Plays in SHORTS: AIGOOOOOOOOOO!

GRAVE GOODS
Hording, X-ray vision, an immigrant grandma’s impish dreams — all brought to life with curious detail in this refreshing alternative take on biography and the special power of objects.
Plays in SHORTS: CURSES IN CURSIVE

HOW I LEARNED TO TELL A LIE
Beautifully expansive, provocative film that follows one Taiwanese child’s headfirst entanglement with moral coordinates that get twisted anamorphically before our very eyes.
Plays in SHORTS: BAD EDUCATION and precedes A BREATH FROM THE BOTTOM

No Longer There

Eric Lallana

MORE THAN TWO HOURS
With the healthcare debate currently on the front pages in the U.S., this film highlights the difficulty of obtaining medical procedures anonymously in Iran.
Plays in SHORTS: CLEARING CUSTOMS

HOW I LEARNED TO TELL A LIE
This film stands out amongst generation gap films we have this year, as we see a young boy respond to all the adults behaving badly around him.
Plays in SHORTS: BAD EDUCATION and precedes A BREATH FROM THE BOTTOM

NO LONGER THERE
Touching sci-fi drama of a young man’s fantastical imaginations on the lives of patients who receive his artificial teeth.
Plays in SHORTS: ALL OUT OF LOVE

Memory Blocks 2

Joseph Mangat

NIGHT FALLS ON GLASS
What appears to be a simple portrait of Vancouver skyscrapers is actually an exquisitely crafted study in texture, light, and motion.
Precedes 36

MEMORY BLOCKS
A film by youth, for youth, about youth and spells y-o-u-t-h with a capital FRESH.
Plays in SHORTS: CLEARING CUSTOMS

THE LINE
Pure filmic pleasure!

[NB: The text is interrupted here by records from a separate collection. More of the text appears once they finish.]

use tokio::sync::broadcast;
use tracing::debug;

use crate::error::{CasebookError, Result};
use crate::traits::Bus;
use crate::types::{JobMsg, ResultMsg};

pub const CHANNEL_JOB: &str = "job";
pub const CHANNEL_RESULT: &str = "result";

/// In-process bus using tokio broadcast channels, one per topic.
/// All subscribers of a topic receive every message.
pub struct EventBus {
    jobs: broadcast::Sender<JobMsg>,
    results: broadcast::Sender<ResultMsg>,
}

impl EventBus {
    pub fn new(capacity: usize) -> Self {
        let (jobs, _) = broadcast::channel(capacity);
        let (results, _) = broadcast::channel(capacity);
        Self { jobs, results }
    }
}

impl Default for EventBus {
    fn default() -> Self {
        Self::new(256)
    }
}

impl Bus for EventBus {
    // A send with no subscribers is a lost message, so it is reported.
    fn publish_job(&self, msg: JobMsg) -> Result<()> {
        let id = msg.id.clone();
        let receivers = self
            .jobs
            .send(msg)
            .map_err(|_| CasebookError::PublishFailed {
                channel: CHANNEL_JOB.into(),
                message: "no subscribers".into(),
            })?;
        debug!(job_id = %id, receivers, "Job request published");
        Ok(())
    }

    fn subscribe_jobs(&self) -> broadcast::Receiver<JobMsg> {
        self.jobs.subscribe()
    }

    fn publish_result(&self, msg: ResultMsg) -> Result<()> {
        let automation = msg.automation.clone();
        let receivers = self
            .results
            .send(msg)
            .map_err(|_| CasebookError::PublishFailed {
                channel: CHANNEL_RESULT.into(),
                message: "no subscribers".into(),
            })?;
        debug!(automation = %automation, receivers, "Job result published");
        Ok(())
    }

    fn subscribe_results(&self) -> broadcast::Receiver<ResultMsg> {
        self.results.subscribe()
    }
}

#[cfg(test)]
mod tests {
    use super::*;
    use crate::types::{JobOutcome, Message};

    fn job(id: &str) -> JobMsg {
        JobMsg {
            id: id.into(),
            automation: "hash.sha1".into(),
            origin: None,
            message: Message::default(),
        }
    }

    #[tokio::test]
    async fn test_publish_reaches_subscriber() {
        let bus = EventBus::new(8);
        let mut rx = bus.subscribe_jobs();
        bus.publish_job(job("j1")).unwrap();
        let got = rx.recv().await.unwrap();
        assert_eq!(got.id, "j1");
    }

    #[test]
    fn test_publish_without_subscriber_fails() {
        let bus = EventBus::default();
        let err = bus.publish_job(job("j1")).unwrap_err();
        assert!(matches!(err, CasebookError::PublishFailed { ref channel, .. } if channel == "job"));

        let err = bus
            .publish_result(ResultMsg {
                automation: "a".into(),
                data: serde_json::Value::Null,
                target: None,
                outcome: JobOutcome::Succeeded,
            })
            .unwrap_err();
        assert!(matches!(err, CasebookError::PublishFailed { ref channel, .. } if channel == "result"));
    }

    #[tokio::test]
    async fn test_topics_are_separate() {
        let bus = EventBus::new(8);
        let mut results = bus.subscribe_results();
        let _jobs = bus.subscribe_jobs();
        bus.publish_job(job("j1")).unwrap();
        assert!(results.try_recv().is_err());
    }
}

Frightening, tense and smart – a la Hitchcock and Polanski.
Plays in SHORTS: AIGOOOOOOOOOO!

Little Mao

James Paguyo

MORE THAN TWO HOURS
A young Iranian couple searches for help while in a place where nobody can help them. Gripping, tense, and altogether fascinating.
Plays in SHORTS: CLEARING CUSTOMS

LITTLE MAO
You can’t go wrong with a little boy who emulates Chairman Mao and ruthlessly reigns over his little league team.
Plays in SHORTS FOR SHORTIES!

PLAN B
Randall Park at his best, always able to find that balance between slightly offensive and ridiculously hilarious.